I would also like to point out that it is also really helpful to yourself to have organized code. It is not only other people that you have to worry about, if you are making a project by yourself, think of yourself as the sole collaborator for that project. You will have to understand your code and find problem areas if the code doesn’t work. Once you write a decent amount of lines for a program, it is really easy to forget the details and inner working of your code, if you are going to have to refer back to your previous work to remember how it is supposed to be used, having clean code is helpful here too. But most importantly, having readable code is essential when your code isn’t working properly, in this case, your level of understanding will have to be expert, finding out which parts of the code are functional and which parts are letting you down, looking at the symptoms and trying to think back to its possible causes and figuring out why certain factors don’t function the way you wanted it to.
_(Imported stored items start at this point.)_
use axum::extract::{Path, State};
use chrono::{DateTime, Utc};
use sea_orm::{ActiveModelTrait, ColumnTrait, EntityTrait, PaginatorTrait, QueryFilter, QueryOrder, Set};
use serde::Serialize;
use uuid::Uuid;

use crate::entities::parked_car::ParkStatus;
use crate::entities::user::UserRole;
use crate::entities::{driver, manager, parked_car, parking_spot, user};
use crate::error::{AppError, AppResult};
use crate::extract::Json;
use crate::handlers::manager::{completed_revenue, today_window};
use crate::response::ApiResponse;
use crate::AppState;

/// All undeleted parking sites
pub async fn parking_spots(
    State(state): State<AppState>,
) -> AppResult<Json<ApiResponse<Vec<parking_spot::Model>>>> {
    let spots = parking_spot::Entity::find()
        .filter(parking_spot::Column::Deleted.eq(false))
        .order_by_asc(parking_spot::Column::Name)
        .all(&*state.db)
        .await?;

    Ok(Json(ApiResponse::new(
        "Parking spots fetched successfully",
        spots,
    )))
}

// ============ Site Overview ============

#[derive(Debug, Serialize)]
pub struct TodaysPerformance {
    pub tickets_issued: u64,
    pub collection: f64,
}

#[derive(Debug, Serialize)]
pub struct OverallStatistics {
    pub total_tickets: u64,
    pub total_collection: f64,
    pub active_parking: u64,
}

#[derive(Debug, Serialize)]
pub struct OverviewData {
    pub parking_spot: parking_spot::Model,
    pub todays_performance: TodaysPerformance,
    pub overall_statistics: OverallStatistics,
}

/// Per-site figures: today's ticket count and collection next to the
/// all-time totals and the number of tickets still in progress
pub async fn overview(
    State(state): State<AppState>,
    Path(parking_spot_id): Path<Uuid>,
) -> AppResult<Json<ApiResponse<OverviewData>>> {
    let spot = parking_spot::Entity::find_by_id(parking_spot_id)
        .filter(parking_spot::Column::Deleted.eq(false))
        .one(&*state.db)
        .await?
        .ok_or_else(|| AppError::NotFound("Parking spot not found".to_string()))?;

    let (start, end) = today_window();

    let tickets_issued = parked_car::Entity::find()
        .filter(parked_car::Column::ParkingSpotId.eq(spot.id))
        .filter(parked_car::Column::Deleted.eq(false))
        .filter(parked_car::Column::ParkedAt.gte(start))
        .filter(parked_car::Column::ParkedAt.lt(end))
        .count(&*state.db)
        .await?;

    let collection = completed_revenue(&state, spot.id, Some((start, end))).await?;

    let total_tickets = parked_car::Entity::find()
        .filter(parked_car::Column::ParkingSpotId.eq(spot.id))
        .filter(parked_car::Column::Deleted.eq(false))
        .count(&*state.db)
        .await?;

    let total_collection = completed_revenue(&state, spot.id, None).await?;

    let active_parking = parked_car::Entity::find()
        .filter(parked_car::Column::ParkingSpotId.eq(spot.id))
        .filter(parked_car::Column::Deleted.eq(false))
        .filter(parked_car::Column::Status.ne(ParkStatus::Retrieved))
        .count(&*state.db)
        .await?;

    Ok(Json(ApiResponse::new(
        "Parking spot overview fetched successfully",
        OverviewData {
            parking_spot: spot,
            todays_performance: TodaysPerformance {
                tickets_issued,
                collection,
            },
            overall_statistics: OverallStatistics {
                total_tickets,
                total_collection,
                active_parking,
            },
        },
    )))
}

// ============ Approval Queues ============

#[derive(Debug, Serialize)]
pub struct PendingUser {
    pub id: Uuid,
    pub name: String,
    pub email: String,
    pub phone: String,
}

#[derive(Debug, Serialize)]
pub struct PendingSpot {
    pub id: Uuid,
    pub name: String,
    pub location: String,
}

#[derive(Debug, Serialize)]
pub struct PendingApproval {
    pub id: Uuid,
    pub created_at: DateTime<Utc>,
    pub user: Option<PendingUser>,
    pub parking_spot: Option<PendingSpot>,
}

async fn hydrate_pending(
    state: &AppState,
    records: Vec<(Uuid, Uuid, Uuid, DateTime<Utc>)>,
) -> AppResult<Vec<PendingApproval>> {
    let user_ids: Vec<Uuid> = records.iter().map(|(_, uid, _, _)| *uid).collect();
    let spot_ids: Vec<Uuid> = records.iter().map(|(_, _, sid, _)| *sid).collect();

    let users = user::Entity::find()
        .filter(user::Column::Id.is_in(user_ids))
        .all(&*state.db)
        .await?;
    let spots = parking_spot::Entity::find()
        .filter(parking_spot::Column::Id.is_in(spot_ids))
        .all(&*state.db)
        .await?;

    Ok(records
        .into_iter()
        .map(|(id, user_id, spot_id, created_at)| PendingApproval {
            id,
            created_at,
            user: users.iter().find(|u| u.id == user_id).map(|u| PendingUser {
                id: u.id,
                name: u.name.clone(),
                email: u.email.clone(),
                phone: u.phone.clone(),
            }),
            parking_spot: spots.iter().find(|s| s.id == spot_id).map(|s| PendingSpot {
                id: s.id,
                name: s.name.clone(),
                location: s.location.clone(),
            }),
        })
        .collect())
}

/// Manager records awaiting approval
pub async fn pending_approvals(
    State(state): State<AppState>,
) -> AppResult<Json<ApiResponse<Vec<PendingApproval>>>> {
    let managers = manager::Entity::find()
        .filter(manager::Column::Deleted.eq(false))
        .filter(manager::Column::Approved.eq(false))
        .order_by_asc(manager::Column::CreatedAt)
        .all(&*state.db)
        .await?;

    let records = managers
        .into_iter()
        .map(|m| (m.id, m.user_id, m.parking_spot_id, m.created_at.with_timezone(&Utc)))
        .collect();
    let pending = hydrate_pending(&state, records).await?;

    Ok(Json(ApiResponse::new(
        "Pending manager approvals fetched successfully",
        pending,
    )))
}

/// Driver records awaiting approval
pub async fn pending_drivers(
    State(state): State<AppState>,
) -> AppResult<Json<ApiResponse<Vec<PendingApproval>>>> {
    let drivers = driver::Entity::find()
        .filter(driver::Column::Deleted.eq(false))
        .filter(driver::Column::Approved.eq(false))
        .order_by_asc(driver::Column::CreatedAt)
        .all(&*state.db)
        .await?;

    let records = drivers
        .into_iter()
        .map(|d| (d.id, d.user_id, d.parking_spot_id, d.created_at.with_timezone(&Utc)))
        .collect();
    let pending = hydrate_pending(&state, records).await?;

    Ok(Json(ApiResponse::new(
        "Pending driver approvals fetched successfully",
        pending,
    )))
}

// ============ Approval Actions ============

/// Raise the user's role if the new one outranks the current. Approving a
/// driver never demotes a manager.
async fn promote_user(state: &AppState, user_id: Uuid, role: UserRole) -> AppResult<()> {
    let user = user::Entity::find_by_id(user_id)
        .filter(user::Column::Deleted.eq(false))
        .one(&*state.db)
        .await?
        .ok_or_else(|| AppError::NotFound("User not found".to_string()))?;

    if !user.role.satisfies(role) {
        let mut active: user::ActiveModel = user.into();
        active.role = Set(role);
        active.updated_at = Set(Utc::now().into());
        active.update(&*state.db).await?;
    }

    Ok(())
}

/// Approve a pending manager and grant the MANAGER role
pub async fn approve_manager(
    State(state): State<AppState>,
    Path(manager_id): Path<Uuid>,
) -> AppResult<Json<ApiResponse<manager::Model>>> {
    let record = manager::Entity::find_by_id(manager_id)
        .filter(manager::Column::Deleted.eq(false))
        .one(&*state.db)
        .await?
        .ok_or_else(|| AppError::NotFound("Manager record not found".to_string()))?;

    let user_id = record.user_id;
    let mut active: manager::ActiveModel = record.into();
    active.approved = Set(true);
    let updated = active.update(&*state.db).await?;

    promote_user(&state, user_id, UserRole::Manager).await?;

    Ok(Json(ApiResponse::new(
        "Manager approved successfully",
        updated,
    )))
}

/// Reject a pending manager by soft-deleting the record
pub async fn reject_manager(
    State(state): State<AppState>,
    Path(manager_id): Path<Uuid>,
) -> AppResult<Json<ApiResponse<manager::Model>>> {
    let record = manager::Entity::find_by_id(manager_id)
        .filter(manager::Column::Deleted.eq(false))
        .one(&*state.db)
        .await?
        .ok_or_else(|| AppError::NotFound("Manager record not found".to_string()))?;

    let mut active: manager::ActiveModel = record.into();
    active.deleted = Set(true);
    let updated = active.update(&*state.db).await?;

    Ok(Json(ApiResponse::new(
        "Manager rejected successfully",
        updated,
    )))
}

/// Approve a pending driver and grant the DRIVER role
pub async fn approve_driver(
    State(state): State<AppState>,
    Path(driver_id): Path<Uuid>,
) -> AppResult<Json<ApiResponse<driver::Model>>> {
    let record = driver::Entity::find_by_id(driver_id)
        .filter(driver::Column::Deleted.eq(false))
        .one(&*state.db)
        .await?
        .ok_or_else(|| AppError::NotFound("Driver record not found".to_string()))?;

    let user_id = record.user_id;
    let mut active: driver::ActiveModel = record.into();
    active.approved = Set(true);
    let updated = active.update(&*state.db).await?;

    promote_user(&state, user_id, UserRole::Driver).await?;

    Ok(Json(ApiResponse::new(
        "Driver approved successfully",
        updated,
    )))
}

/// Reject a pending driver by soft-deleting the record
pub async fn reject_driver(
    State(state): State<AppState>,
    Path(driver_id): Path<Uuid>,
) -> AppResult<Json<ApiResponse<driver::Model>>> {
    let record = driver::Entity::find_by_id(driver_id)
        .filter(driver::Column::Deleted.eq(false))
        .one(&*state.db)
        .await?
        .ok_or_else(|| AppError::NotFound("Driver record not found".to_string()))?;

    let mut active: driver::ActiveModel = record.into();
    active.deleted = Set(true);
    let updated = active.update(&*state.db).await?;

    Ok(Json(ApiResponse::new(
        "Driver rejected successfully",
        updated,
    )))
}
My opinons on coding standards

I do highly recommend implementing coding standards into practice. Once I have successfully went through the time-consuming and confusing process of setting up IntelliJ to properly use ESLint to check my code (it took me a couple tries) I have enjoyed using it. Every time I want to make a new project, I would have to set everything up again, but once the setup work is complete, having a checker is quite nice to have. My code has looked marginally cleaner since I started using IntelliJ. In reality, it had a relatively small impact on my code quality since my code did follow some guidelines, but having the organization be a little stricter has improved it by just that much. Honestly, for me, it is mostly about the satisfaction of having something look organized more-so than it is about me caring about the boost of efficiency that a perfect coding style has. Its practical use only goes so far, but there is a certain pride to having organized code, it makes it seem like you knew what you were doing.